Data items:
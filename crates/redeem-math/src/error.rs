use thiserror::Error;

/// Failures raised by checked vector and matrix operations.
///
/// Every variant is reported at the point of violation; nothing is clamped
/// or resized to make an operation succeed.
#[derive(Debug, Error)]
pub enum VectorError {
    /// Operand sizes disagree where equality is required.
    #[error("cardinality mismatch: expected {expected}, got {actual}")]
    Cardinality { expected: usize, actual: usize },

    /// Checked index outside `[0, size)`.
    #[error("index {index} out of bounds for size {size}")]
    Index { index: usize, size: usize },

    /// Label lookup with no binding map, or a map without this label.
    #[error("no binding for label '{0}'")]
    UnboundLabel(String),

    #[error("invalid argument: {0}")]
    InvalidArgument(String),

    /// Matrix buffer does not match the requested shape.
    #[error("invalid shape ({rows}, {cols}) for buffer of length {len}")]
    Shape { rows: usize, cols: usize, len: usize },

    #[error("malformed vector encoding: {0}")]
    Codec(#[from] serde_json::Error),
}

pub type Result<T> = std::result::Result<T, VectorError>;

impl VectorError {
    pub(crate) fn cardinality(expected: usize, actual: usize) -> Self {
        VectorError::Cardinality { expected, actual }
    }
}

## PROMPT
Only the number is wanted here. How many lines in the entries contain "buffer"?

## RESULT OF THIS TASK
2